By Nicole Ex | May, 2016

Claudy Jongstra creates a completely authentic universe with flax, felt, sheep’s wool and plant colourants. Her exhibition Ancient Light in the Frisian Museum in Leeuwarden is on view from the end of March.

The navigation system’s screen shows a straight, white line on a black plane: the Afsluitdijk, with water on both sides. We are on our way to Friesland. Claudy Jongstra (1963) lives and works in a small village, about fifteen kilometers from Leeuwarden. She herds sheep there in the polder and grows chamomile and dahlias in her biodynamic garden. With the wool from her sheep and the colourants from her plants she creates a universe in pale and profound colours. Her work awakens a desire: you want to touch it and keep it with you – even if it’s not more than a piece of felt or thread to put in your pocket.

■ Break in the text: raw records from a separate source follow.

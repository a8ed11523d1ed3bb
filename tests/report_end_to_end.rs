use test_support::{cmd_bin, issue_node, project_response, standard_fixture, write_config};

fn run_with_fixture(config: &std::path::Path, fixture: serde_json::Value, extra_args: &[&str]) -> serde_json::Value {
  let out = cmd_bin()
    .arg("--config")
    .arg(config)
    .args(extra_args)
    .env("SBD_TEST_PROJECT_JSON", fixture.to_string())
    .output()
    .unwrap();

  assert!(out.status.success(), "stderr: {}", String::from_utf8_lossy(&out.stderr));
  serde_json::from_slice(&out.stdout).unwrap()
}

#[test]
fn standard_fixture_produces_expected_series() {
  let td = tempfile::TempDir::new().unwrap();
  let config = write_config(td.path(), serde_json::json!({}));

  let v = run_with_fixture(&config, standard_fixture(), &[]);

  // Of the five nodes: the wrong-first-label issue, the sprint-5 issue and
  // the contentless draft all drop; two countable tasks remain.
  assert_eq!(v["sprint"], 7);
  assert_eq!(v["window"]["start"], "2025-03-01");
  assert_eq!(v["window"]["end"], "2025-03-03");
  assert_eq!(v["total_issues"], 2);
  assert_eq!(v["days"], serde_json::json!(["2025-03-01", "2025-03-02", "2025-03-03"]));
  assert_eq!(v["open_counts"], serde_json::json!([2, 2, 1]));
  assert_eq!(v["ideal_counts"], serde_json::json!([2.0, 1.0, 0.0]));

  // The fresh response lands in the cache next to the config file.
  assert!(td.path().join("data.json").exists());
}

#[test]
fn any_label_flag_admits_issues_with_task_anywhere() {
  let td = tempfile::TempDir::new().unwrap();
  let config = write_config(td.path(), serde_json::json!({}));

  let v = run_with_fixture(&config, standard_fixture(), &["--any-label"]);

  // The ["bug", "task"] issue now counts too.
  assert_eq!(v["total_issues"], 3);
  assert_eq!(v["open_counts"], serde_json::json!([3, 3, 2]));
}

#[test]
fn strict_open_flag_respects_the_creation_boundary() {
  let td = tempfile::TempDir::new().unwrap();
  let config = write_config(td.path(), serde_json::json!({}));
  let fixture = project_response(serde_json::json!([
    issue_node("2025-03-02T08:00:00Z", None, &["task"], None),
  ]));

  let default = run_with_fixture(&config, fixture.clone(), &["--refresh"]);
  assert_eq!(default["open_counts"], serde_json::json!([1, 1, 1]));

  let strict = run_with_fixture(&config, fixture, &["--refresh", "--strict-open"]);
  assert_eq!(strict["open_counts"], serde_json::json!([0, 1, 1]));
}

#[test]
fn missing_created_at_contributes_nothing() {
  let td = tempfile::TempDir::new().unwrap();
  let config = write_config(td.path(), serde_json::json!({}));
  let fixture = project_response(serde_json::json!([
    {"content": {"title": "no timeline", "closedAt": null, "labels": {"nodes": [{"name": "task"}]}}, "sprint": null},
  ]));

  let v = run_with_fixture(&config, fixture, &[]);
  assert_eq!(v["total_issues"], 0);
  assert_eq!(v["open_counts"], serde_json::json!([0, 0, 0]));
}

#[test]
fn single_day_window_has_flat_ideal_line() {
  let td = tempfile::TempDir::new().unwrap();
  let config = write_config(td.path(), serde_json::json!({}));
  let fixture = project_response(serde_json::json!([
    issue_node("2025-02-20T10:00:00Z", None, &["task"], None),
  ]));

  let v = run_with_fixture(&config, fixture, &["--start", "01-03-2025", "--end", "01-03-2025"]);
  assert_eq!(v["days"], serde_json::json!(["2025-03-01"]));
  assert_eq!(v["open_counts"], serde_json::json!([1]));
  assert_eq!(v["ideal_counts"], serde_json::json!([1.0]));
}

#[test]
fn out_flag_writes_the_report_file() {
  let td = tempfile::TempDir::new().unwrap();
  let config = write_config(td.path(), serde_json::json!({}));
  let out_path = td.path().join("reports/sprint-7.json");

  cmd_bin()
    .arg("--config")
    .arg(&config)
    .arg("--out")
    .arg(&out_path)
    .env("SBD_TEST_PROJECT_JSON", standard_fixture().to_string())
    .assert()
    .success();

  let v: serde_json::Value = serde_json::from_slice(&std::fs::read(&out_path).unwrap()).unwrap();
  assert_eq!(v["open_counts"], serde_json::json!([2, 2, 1]));
}

#[test]
fn chart_flag_renders_an_svg() {
  let td = tempfile::TempDir::new().unwrap();
  let config = write_config(td.path(), serde_json::json!({}));
  let chart_path = td.path().join("burndown.svg");

  cmd_bin()
    .arg("--config")
    .arg(&config)
    .arg("--chart")
    .arg(&chart_path)
    .env("SBD_TEST_PROJECT_JSON", standard_fixture().to_string())
    .assert()
    .success();

  let svg = std::fs::read_to_string(&chart_path).unwrap();
  assert!(svg.contains("<svg"));
  assert!(svg.contains("Sprint 7 Burndown Chart"));
}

We meet Claudy Jongstra in the dye-house of her workspace. Baskets filled with dried leaves and onion peels are on the floor. The window sills are filled with jars of coloured water. Flowers and rolls of wool float inside of it, a dying method that makes the wool soak up the plant’s colourants. Meanwhile, Jongstra stirs a pot of water, indigo and wool and lets us experience ‘the miracle of this colourant’: the wool only turns to blue once it’s exposed to oxygen. ‘The colour indigo represents transition,’ she explains, ‘a colour to which magical powers were ascribed for eras.’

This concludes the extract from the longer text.